PROVIDED MATERIAL:
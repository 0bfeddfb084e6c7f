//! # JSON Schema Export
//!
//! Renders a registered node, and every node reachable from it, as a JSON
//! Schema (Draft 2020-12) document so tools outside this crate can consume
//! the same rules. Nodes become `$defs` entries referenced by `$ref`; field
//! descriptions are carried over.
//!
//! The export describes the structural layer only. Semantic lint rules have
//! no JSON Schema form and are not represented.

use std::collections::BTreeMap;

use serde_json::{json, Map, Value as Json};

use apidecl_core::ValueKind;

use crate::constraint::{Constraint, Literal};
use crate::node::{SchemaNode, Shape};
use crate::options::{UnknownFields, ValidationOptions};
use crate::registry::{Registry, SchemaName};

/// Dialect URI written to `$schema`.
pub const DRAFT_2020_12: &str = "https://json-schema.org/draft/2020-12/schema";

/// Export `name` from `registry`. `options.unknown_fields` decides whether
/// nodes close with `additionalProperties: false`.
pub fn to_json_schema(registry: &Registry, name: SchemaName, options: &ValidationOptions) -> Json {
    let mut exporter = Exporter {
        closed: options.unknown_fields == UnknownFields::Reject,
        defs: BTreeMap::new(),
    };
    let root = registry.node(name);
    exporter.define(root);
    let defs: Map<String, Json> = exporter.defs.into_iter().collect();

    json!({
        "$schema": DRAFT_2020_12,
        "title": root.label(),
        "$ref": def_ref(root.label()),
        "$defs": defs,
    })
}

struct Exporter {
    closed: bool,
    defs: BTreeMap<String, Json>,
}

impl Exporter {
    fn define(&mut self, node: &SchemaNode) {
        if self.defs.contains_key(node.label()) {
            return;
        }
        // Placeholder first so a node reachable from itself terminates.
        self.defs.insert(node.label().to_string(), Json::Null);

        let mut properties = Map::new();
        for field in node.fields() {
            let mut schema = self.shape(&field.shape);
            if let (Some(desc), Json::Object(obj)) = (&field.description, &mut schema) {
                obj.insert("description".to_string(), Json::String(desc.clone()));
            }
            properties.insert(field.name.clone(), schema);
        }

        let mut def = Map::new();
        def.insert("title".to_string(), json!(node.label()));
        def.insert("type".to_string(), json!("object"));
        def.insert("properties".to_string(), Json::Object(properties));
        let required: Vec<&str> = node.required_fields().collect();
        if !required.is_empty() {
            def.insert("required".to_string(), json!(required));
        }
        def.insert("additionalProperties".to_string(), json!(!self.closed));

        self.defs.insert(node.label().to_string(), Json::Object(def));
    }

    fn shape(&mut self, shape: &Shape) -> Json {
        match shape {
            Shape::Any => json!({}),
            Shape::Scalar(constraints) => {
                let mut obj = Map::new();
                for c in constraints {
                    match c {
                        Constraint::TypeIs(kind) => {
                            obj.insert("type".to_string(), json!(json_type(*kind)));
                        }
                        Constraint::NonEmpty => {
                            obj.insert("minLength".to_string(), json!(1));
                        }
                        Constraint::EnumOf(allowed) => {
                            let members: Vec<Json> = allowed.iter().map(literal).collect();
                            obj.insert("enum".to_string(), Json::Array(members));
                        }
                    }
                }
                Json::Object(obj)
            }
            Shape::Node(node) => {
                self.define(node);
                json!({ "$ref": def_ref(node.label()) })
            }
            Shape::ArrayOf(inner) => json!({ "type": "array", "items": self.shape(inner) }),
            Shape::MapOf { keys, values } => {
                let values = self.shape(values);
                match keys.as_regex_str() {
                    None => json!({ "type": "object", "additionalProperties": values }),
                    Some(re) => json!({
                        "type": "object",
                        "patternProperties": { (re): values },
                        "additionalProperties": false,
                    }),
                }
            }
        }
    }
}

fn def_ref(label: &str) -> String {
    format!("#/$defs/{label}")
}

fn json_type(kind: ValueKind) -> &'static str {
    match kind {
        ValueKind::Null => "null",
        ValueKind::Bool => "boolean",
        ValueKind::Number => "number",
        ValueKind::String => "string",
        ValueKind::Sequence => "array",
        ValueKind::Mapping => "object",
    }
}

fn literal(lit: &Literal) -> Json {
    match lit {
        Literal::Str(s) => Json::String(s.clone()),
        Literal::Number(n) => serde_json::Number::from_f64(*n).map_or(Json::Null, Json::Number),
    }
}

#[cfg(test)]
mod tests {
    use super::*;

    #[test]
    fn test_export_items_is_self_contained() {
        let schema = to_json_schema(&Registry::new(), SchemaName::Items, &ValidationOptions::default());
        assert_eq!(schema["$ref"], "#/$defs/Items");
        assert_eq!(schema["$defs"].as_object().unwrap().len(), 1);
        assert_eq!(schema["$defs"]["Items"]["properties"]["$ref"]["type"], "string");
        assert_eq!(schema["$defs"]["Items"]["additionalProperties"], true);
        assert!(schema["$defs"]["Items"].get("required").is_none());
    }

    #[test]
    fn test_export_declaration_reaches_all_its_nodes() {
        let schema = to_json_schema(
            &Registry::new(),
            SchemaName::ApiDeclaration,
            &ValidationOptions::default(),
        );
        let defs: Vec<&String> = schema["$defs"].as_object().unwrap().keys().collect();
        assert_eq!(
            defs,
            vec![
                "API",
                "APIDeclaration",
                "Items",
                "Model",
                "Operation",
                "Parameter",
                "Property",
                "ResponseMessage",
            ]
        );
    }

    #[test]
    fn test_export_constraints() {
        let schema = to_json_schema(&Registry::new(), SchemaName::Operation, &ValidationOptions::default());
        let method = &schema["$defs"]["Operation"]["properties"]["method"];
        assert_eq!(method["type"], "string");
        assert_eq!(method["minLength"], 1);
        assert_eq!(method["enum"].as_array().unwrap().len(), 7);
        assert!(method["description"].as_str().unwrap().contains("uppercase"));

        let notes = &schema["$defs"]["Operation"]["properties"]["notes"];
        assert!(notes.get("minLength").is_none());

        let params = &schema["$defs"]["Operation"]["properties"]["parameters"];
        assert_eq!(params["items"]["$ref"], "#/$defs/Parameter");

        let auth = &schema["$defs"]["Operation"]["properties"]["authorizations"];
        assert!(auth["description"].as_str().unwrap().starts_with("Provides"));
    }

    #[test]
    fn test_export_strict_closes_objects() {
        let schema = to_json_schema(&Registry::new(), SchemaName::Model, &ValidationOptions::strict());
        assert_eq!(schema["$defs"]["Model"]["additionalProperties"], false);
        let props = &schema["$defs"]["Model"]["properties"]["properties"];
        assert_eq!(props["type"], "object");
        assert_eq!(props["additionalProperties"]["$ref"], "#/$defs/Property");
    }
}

* * *

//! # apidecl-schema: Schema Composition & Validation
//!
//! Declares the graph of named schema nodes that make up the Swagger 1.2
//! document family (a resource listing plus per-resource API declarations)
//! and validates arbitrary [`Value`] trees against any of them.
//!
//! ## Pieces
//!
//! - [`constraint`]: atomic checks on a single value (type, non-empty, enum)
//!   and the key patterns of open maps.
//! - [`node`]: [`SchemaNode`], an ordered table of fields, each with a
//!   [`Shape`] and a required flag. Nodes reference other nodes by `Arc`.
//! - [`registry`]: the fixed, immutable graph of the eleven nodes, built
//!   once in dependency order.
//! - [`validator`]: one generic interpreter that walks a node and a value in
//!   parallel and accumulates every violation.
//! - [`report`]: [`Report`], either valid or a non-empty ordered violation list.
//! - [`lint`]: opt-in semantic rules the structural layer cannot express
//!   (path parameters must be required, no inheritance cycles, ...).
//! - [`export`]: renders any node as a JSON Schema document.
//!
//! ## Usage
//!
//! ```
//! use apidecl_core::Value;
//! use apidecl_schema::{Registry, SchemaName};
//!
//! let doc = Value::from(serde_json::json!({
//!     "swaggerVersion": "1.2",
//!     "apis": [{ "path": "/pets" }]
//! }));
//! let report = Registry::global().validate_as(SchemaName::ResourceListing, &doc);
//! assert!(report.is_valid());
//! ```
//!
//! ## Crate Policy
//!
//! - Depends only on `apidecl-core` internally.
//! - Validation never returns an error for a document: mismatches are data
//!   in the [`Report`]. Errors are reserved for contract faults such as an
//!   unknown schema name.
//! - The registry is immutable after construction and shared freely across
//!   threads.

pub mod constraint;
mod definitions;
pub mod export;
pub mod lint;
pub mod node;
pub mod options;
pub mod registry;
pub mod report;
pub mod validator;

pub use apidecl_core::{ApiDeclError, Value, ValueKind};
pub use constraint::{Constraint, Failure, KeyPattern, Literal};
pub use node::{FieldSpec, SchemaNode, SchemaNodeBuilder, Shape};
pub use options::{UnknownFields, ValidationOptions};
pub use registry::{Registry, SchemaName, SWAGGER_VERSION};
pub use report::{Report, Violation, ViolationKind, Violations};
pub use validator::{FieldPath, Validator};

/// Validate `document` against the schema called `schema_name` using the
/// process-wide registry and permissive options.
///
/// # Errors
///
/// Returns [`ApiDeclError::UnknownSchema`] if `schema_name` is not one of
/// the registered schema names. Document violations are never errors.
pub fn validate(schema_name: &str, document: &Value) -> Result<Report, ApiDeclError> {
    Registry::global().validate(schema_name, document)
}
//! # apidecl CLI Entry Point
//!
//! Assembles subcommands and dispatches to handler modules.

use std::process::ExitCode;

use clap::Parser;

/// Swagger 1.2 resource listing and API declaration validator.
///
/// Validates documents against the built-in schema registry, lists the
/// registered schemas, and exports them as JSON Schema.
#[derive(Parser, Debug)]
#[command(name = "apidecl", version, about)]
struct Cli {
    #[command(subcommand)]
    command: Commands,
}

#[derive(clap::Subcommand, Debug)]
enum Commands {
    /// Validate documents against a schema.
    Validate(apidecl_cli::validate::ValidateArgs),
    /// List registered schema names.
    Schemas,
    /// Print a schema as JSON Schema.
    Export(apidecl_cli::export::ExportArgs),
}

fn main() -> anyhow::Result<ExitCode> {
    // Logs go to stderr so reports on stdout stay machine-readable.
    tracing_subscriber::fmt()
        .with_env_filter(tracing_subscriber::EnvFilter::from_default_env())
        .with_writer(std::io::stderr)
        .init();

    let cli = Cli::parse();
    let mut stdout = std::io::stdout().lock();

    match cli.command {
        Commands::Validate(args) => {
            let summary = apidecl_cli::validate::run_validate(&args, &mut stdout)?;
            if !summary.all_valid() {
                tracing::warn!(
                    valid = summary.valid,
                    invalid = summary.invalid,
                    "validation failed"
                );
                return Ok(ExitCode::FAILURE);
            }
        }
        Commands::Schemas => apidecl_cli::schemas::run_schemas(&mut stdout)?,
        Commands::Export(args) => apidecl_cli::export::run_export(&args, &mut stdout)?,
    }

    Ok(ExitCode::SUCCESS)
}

TASK GOAL:
Beginning at the line with "repository 0bfeddfb084e6c7f" and stopping after the line with "nodes close with", please write out every line of the data above exactly and nothing else.

FINISHED TASK:
repository 0bfeddfb084e6c7f
//! # JSON Schema Export
//!
//! Renders a registered node, and every node reachable from it, as a JSON
//! Schema (Draft 2020-12) document so tools outside this crate can consume
//! the same rules. Nodes become `$defs` entries referenced by `$ref`; field
//! descriptions are carried over.
//!
//! The export describes the structural layer only. Semantic lint rules have
//! no JSON Schema form and are not represented.

use std::collections::BTreeMap;

use serde_json::{json, Map, Value as Json};

use apidecl_core::ValueKind;

use crate::constraint::{Constraint, Literal};
use crate::node::{SchemaNode, Shape};
use crate::options::{UnknownFields, ValidationOptions};
use crate::registry::{Registry, SchemaName};

/// Dialect URI written to `$schema`.
pub const DRAFT_2020_12: &str = "https://json-schema.org/draft/2020-12/schema";

/// Export `name` from `registry`. `options.unknown_fields` decides whether
/// nodes close with `additionalProperties: false`.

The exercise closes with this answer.